What is needed is an exact copy of all the lines below.

Collected data
|---|

// End-to-end lifecycle against a real store and real subshells

use std::sync::Arc;

use dispatchq_core::application::enqueue::{self, EnqueueRequest};
use dispatchq_core::application::Worker;
use dispatchq_core::domain::JobState;
use dispatchq_core::port::id_provider::UuidProvider;
use dispatchq_core::port::JobStore;
use dispatchq_infra_system::ShellCommandRunner;
use dispatchq_integration_tests::{test_queue, TestQueue};

fn shell_worker(q: &TestQueue) -> Worker {
    Worker::new(
        q.store.clone(),
        Arc::new(ShellCommandRunner::new()),
        q.clock.clone(),
        2.0,
    )
}

#[tokio::test]
async fn echo_job_completes_with_output() {
    let q = test_queue().await;

    let req = EnqueueRequest::from_json(r#"{"command":"echo hi"}"#).unwrap();
    let job = enqueue::execute(q.store.as_ref(), &UuidProvider, q.clock.as_ref(), req, 3)
        .await
        .unwrap();
    assert_eq!(job.state, JobState::Pending);
    assert_eq!(job.id.len(), 36); // canonical uuid rendering

    let worker = shell_worker(&q);
    assert!(worker.process_next().await.unwrap());

    let done = q.store.get(&job.id).await.unwrap().unwrap();
    assert_eq!(done.state, JobState::Completed);
    assert!(done.output.as_deref().unwrap().contains("hi"));
    assert_eq!(done.attempts, 0);
    assert!(done.worker_id.is_none());
    assert!(done.error.is_none());
}

#[tokio::test]
async fn pending_jobs_persist_until_workers_run() {
    let q = test_queue().await;

    q.enqueue("first", "echo one", 3).await;
    q.enqueue("second", "echo two", 3).await;

    let pending = q.store.list(Some(JobState::Pending)).await.unwrap();
    assert_eq!(pending.len(), 2);

    let worker = shell_worker(&q);
    assert!(worker.process_next().await.unwrap());
    assert!(worker.process_next().await.unwrap());
    assert!(!worker.process_next().await.unwrap());

    let stats = q.store.stats().await.unwrap();
    assert_eq!(stats.get(&JobState::Completed), Some(&2));
    assert_eq!(stats.get(&JobState::Pending), None);
    assert_eq!(stats.get(&JobState::Processing), None);
}

#[tokio::test]
async fn jobs_drain_in_fifo_order() {
    let q = test_queue().await;

    q.enqueue("a", "echo a", 3).await;
    q.clock.advance(chrono::Duration::seconds(1));
    q.enqueue("b", "echo b", 3).await;

    let worker = shell_worker(&q);
    let first = q.store.claim_next(worker.id()).await.unwrap().unwrap();
    assert_eq!(first.id, "a");
}

#[tokio::test]
async fn invalid_command_exhausts_to_dlq() {
    let q = test_queue().await;
    q.enqueue("bad", "nonexistent_command_xyz", 1).await;

    let worker = shell_worker(&q);

    assert!(worker.process_next().await.unwrap());
    let after_first = q.store.get(&"bad".to_string()).await.unwrap().unwrap();
    assert_eq!(after_first.state, JobState::Failed);
    assert_eq!(after_first.attempts, 1);

    // First retry is due base^0 = 1s later
    q.clock.advance(chrono::Duration::seconds(1));
    assert!(worker.process_next().await.unwrap());

    let dead = q.store.get(&"bad".to_string()).await.unwrap().unwrap();
    assert_eq!(dead.state, JobState::Dead);
    assert_eq!(dead.attempts, 2);
    assert!(dead.error.as_deref().unwrap().contains("non-zero"));
}
// Worker Pool - fan-out supervisor with graceful shutdown

use std::sync::{Arc, Mutex};

use tokio::task::JoinHandle;
use tracing::{error, info};

use crate::application::worker::{shutdown_channel, ShutdownSender, ShutdownToken, Worker};
use crate::error::Result;
use crate::port::{Clock, CommandRunner, JobStore};

/// Supervises N workers over one shared store.
///
/// Workers stop independently and in parallel on shutdown; `wait` returns
/// only once every one of them has reported done.
pub struct WorkerPool {
    store: Arc<dyn JobStore>,
    runner: Arc<dyn CommandRunner>,
    clock: Arc<dyn Clock>,
    backoff_base: f64,
    count: usize,
    shutdown_tx: ShutdownSender,
    shutdown_rx: ShutdownToken,
    // Guards start/stop bookkeeping only; workers coordinate through the store
    handles: Mutex<Vec<JoinHandle<()>>>,
}

impl WorkerPool {
    pub fn new(
        store: Arc<dyn JobStore>,
        runner: Arc<dyn CommandRunner>,
        clock: Arc<dyn Clock>,
        backoff_base: f64,
        count: usize,
    ) -> Self {
        let (shutdown_tx, shutdown_rx) = shutdown_channel();
        Self {
            store,
            runner,
            clock,
            backoff_base,
            count,
            shutdown_tx,
            shutdown_rx,
            handles: Mutex::new(Vec::new()),
        }
    }

    /// Launch all workers in parallel; returns their ids
    pub fn start(&self) -> Vec<String> {
        let mut handles = self.handles.lock().unwrap();
        let mut ids = Vec::with_capacity(self.count);

        for _ in 0..self.count {
            let worker = Worker::new(
                Arc::clone(&self.store),
                Arc::clone(&self.runner),
                Arc::clone(&self.clock),
                self.backoff_base,
            );
            let worker_id = worker.id().to_string();
            ids.push(worker_id.clone());

            let token = self.shutdown_rx.clone();
            handles.push(tokio::spawn(async move {
                if let Err(e) = worker.run(token).await {
                    error!(worker_id = %worker_id, error = %e, "worker failed");
                }
            }));
        }

        info!(count = self.count, "workers started");
        ids
    }

    /// Broadcast cancellation to all workers
    pub fn shutdown(&self) {
        self.shutdown_tx.shutdown();
    }

    /// Wait until every worker has stopped
    pub async fn wait(&self) {
        let handles: Vec<_> = self.handles.lock().unwrap().drain(..).collect();
        for handle in handles {
            let _ = handle.await;
        }
        info!("all workers stopped");
    }

    /// Block until an interrupt or termination signal, then drive a
    /// graceful stop: no new claims, in-flight commands run to completion.
    pub async fn run_until_signal(&self) -> Result<()> {
        wait_for_signal().await?;
        info!("shutdown signal received, stopping workers");
        self.shutdown();
        self.wait().await;
        Ok(())
    }
}

async fn wait_for_signal() -> Result<()> {
    #[cfg(unix)]
    {
        use tokio::signal::unix::{signal, SignalKind};
        let mut term = signal(SignalKind::terminate())?;
        tokio::select! {
            _ = tokio::signal::ctrl_c() => {}
            _ = term.recv() => {}
        }
    }
    #[cfg(not(unix))]
    {
        tokio::signal::ctrl_c().await?;
    }
    Ok(())
}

|---|

Output of the exercise:
// End-to-end lifecycle against a real store and real subshells

use std::sync::Arc;

use dispatchq_core::application::enqueue::{self, EnqueueRequest};
use dispatchq_core::application::Worker;
use dispatchq_core::domain::JobState;
use dispatchq_core::port::id_provider::UuidProvider;
use dispatchq_core::port::JobStore;
use dispatchq_infra_system::ShellCommandRunner;
use dispatchq_integration_tests::{test_queue, TestQueue};

fn shell_worker(q: &TestQueue) -> Worker {
    Worker::new(
        q.store.clone(),
        Arc::new(ShellCommandRunner::new()),
        q.clock.clone(),
        2.0,
    )
}

#[tokio::test]
async fn echo_job_completes_with_output() {
    let q = test_queue().await;

    let req = EnqueueRequest::from_json(r#"{"command":"echo hi"}"#).unwrap();
    let job = enqueue::execute(q.store.as_ref(), &UuidProvider, q.clock.as_ref(), req, 3)
        .await
        .unwrap();
    assert_eq!(job.state, JobState::Pending);
    assert_eq!(job.id.len(), 36); // canonical uuid rendering

    let worker = shell_worker(&q);
    assert!(worker.process_next().await.unwrap());

    let done = q.store.get(&job.id).await.unwrap().unwrap();
    assert_eq!(done.state, JobState::Completed);
    assert!(done.output.as_deref().unwrap().contains("hi"));
    assert_eq!(done.attempts, 0);
    assert!(done.worker_id.is_none());
    assert!(done.error.is_none());
}

#[tokio::test]
async fn pending_jobs_persist_until_workers_run() {
    let q = test_queue().await;

    q.enqueue("first", "echo one", 3).await;
    q.enqueue("second", "echo two", 3).await;

    let pending = q.store.list(Some(JobState::Pending)).await.unwrap();
    assert_eq!(pending.len(), 2);

    let worker = shell_worker(&q);
    assert!(worker.process_next().await.unwrap());
    assert!(worker.process_next().await.unwrap());
    assert!(!worker.process_next().await.unwrap());

    let stats = q.store.stats().await.unwrap();
    assert_eq!(stats.get(&JobState::Completed), Some(&2));
    assert_eq!(stats.get(&JobState::Pending), None);
    assert_eq!(stats.get(&JobState::Processing), None);
}

#[tokio::test]
async fn jobs_drain_in_fifo_order() {
    let q = test_queue().await;

    q.enqueue("a", "echo a", 3).await;
    q.clock.advance(chrono::Duration::seconds(1));
    q.enqueue("b", "echo b", 3).await;

    let worker = shell_worker(&q);
    let first = q.store.claim_next(worker.id()).await.unwrap().unwrap();
    assert_eq!(first.id, "a");
}

#[tokio::test]
async fn invalid_command_exhausts_to_dlq() {
    let q = test_queue().await;
    q.enqueue("bad", "nonexistent_command_xyz", 1).await;

    let worker = shell_worker(&q);

    assert!(worker.process_next().await.unwrap());
    let after_first = q.store.get(&"bad".to_string()).await.unwrap().unwrap();
    assert_eq!(after_first.state, JobState::Failed);
    assert_eq!(after_first.attempts, 1);

    // First retry is due base^0 = 1s later
    q.clock.advance(chrono::Duration::seconds(1));
    assert!(worker.process_next().await.unwrap());

    let dead = q.store.get(&"bad".to_string()).await.unwrap().unwrap();
    assert_eq!(dead.state, JobState::Dead);
    assert_eq!(dead.attempts, 2);
    assert!(dead.error.as_deref().unwrap().contains("non-zero"));
}
// Worker Pool - fan-out supervisor with graceful shutdown

use std::sync::{Arc, Mutex};

use tokio::task::JoinHandle;
use tracing::{error, info};

use crate::application::worker::{shutdown_channel, ShutdownSender, ShutdownToken, Worker};
use crate::error::Result;
use crate::port::{Clock, CommandRunner, JobStore};

/// Supervises N workers over one shared store.
///
/// Workers stop independently and in parallel on shutdown; `wait` returns
/// only once every one of them has reported done.
pub struct WorkerPool {
    store: Arc<dyn JobStore>,
    runner: Arc<dyn CommandRunner>,
    clock: Arc<dyn Clock>,
    backoff_base: f64,
    count: usize,
    shutdown_tx: ShutdownSender,
    shutdown_rx: ShutdownToken,
    // Guards start/stop bookkeeping only; workers coordinate through the store
    handles: Mutex<Vec<JoinHandle<()>>>,
}

impl WorkerPool {
    pub fn new(
        store: Arc<dyn JobStore>,
        runner: Arc<dyn CommandRunner>,
        clock: Arc<dyn Clock>,
        backoff_base: f64,
        count: usize,
    ) -> Self {
        let (shutdown_tx, shutdown_rx) = shutdown_channel();
        Self {
            store,
            runner,
            clock,
            backoff_base,
            count,
            shutdown_tx,
            shutdown_rx,
            handles: Mutex::new(Vec::new()),
        }
    }

    /// Launch all workers in parallel; returns their ids
    pub fn start(&self) -> Vec<String> {
        let mut handles = self.handles.lock().unwrap();
        let mut ids = Vec::with_capacity(self.count);

        for _ in 0..self.count {
            let worker = Worker::new(
                Arc::clone(&self.store),
                Arc::clone(&self.runner),
                Arc::clone(&self.clock),
                self.backoff_base,
            );
            let worker_id = worker.id().to_string();
            ids.push(worker_id.clone());

            let token = self.shutdown_rx.clone();
            handles.push(tokio::spawn(async move {
                if let Err(e) = worker.run(token).await {
                    error!(worker_id = %worker_id, error = %e, "worker failed");
                }
            }));
        }

        info!(count = self.count, "workers started");
        ids
    }

    /// Broadcast cancellation to all workers
    pub fn shutdown(&self) {
        self.shutdown_tx.shutdown();
    }

    /// Wait until every worker has stopped
    pub async fn wait(&self) {
        let handles: Vec<_> = self.handles.lock().unwrap().drain(..).collect();
        for handle in handles {
            let _ = handle.await;
        }
        info!("all workers stopped");
    }

    /// Block until an interrupt or termination signal, then drive a
    /// graceful stop: no new claims, in-flight commands run to completion.
    pub async fn run_until_signal(&self) -> Result<()> {
        wait_for_signal().await?;
        info!("shutdown signal received, stopping workers");
        self.shutdown();
        self.wait().await;
        Ok(())
    }
}

async fn wait_for_signal() -> Result<()> {
    #[cfg(unix)]
    {
        use tokio::signal::unix::{signal, SignalKind};
        let mut term = signal(SignalKind::terminate())?;
        tokio::select! {
            _ = tokio::signal::ctrl_c() => {}
            _ = term.recv() => {}
        }
    }
    #[cfg(not(unix))]
    {
        tokio::signal::ctrl_c().await?;
    }
    Ok(())
}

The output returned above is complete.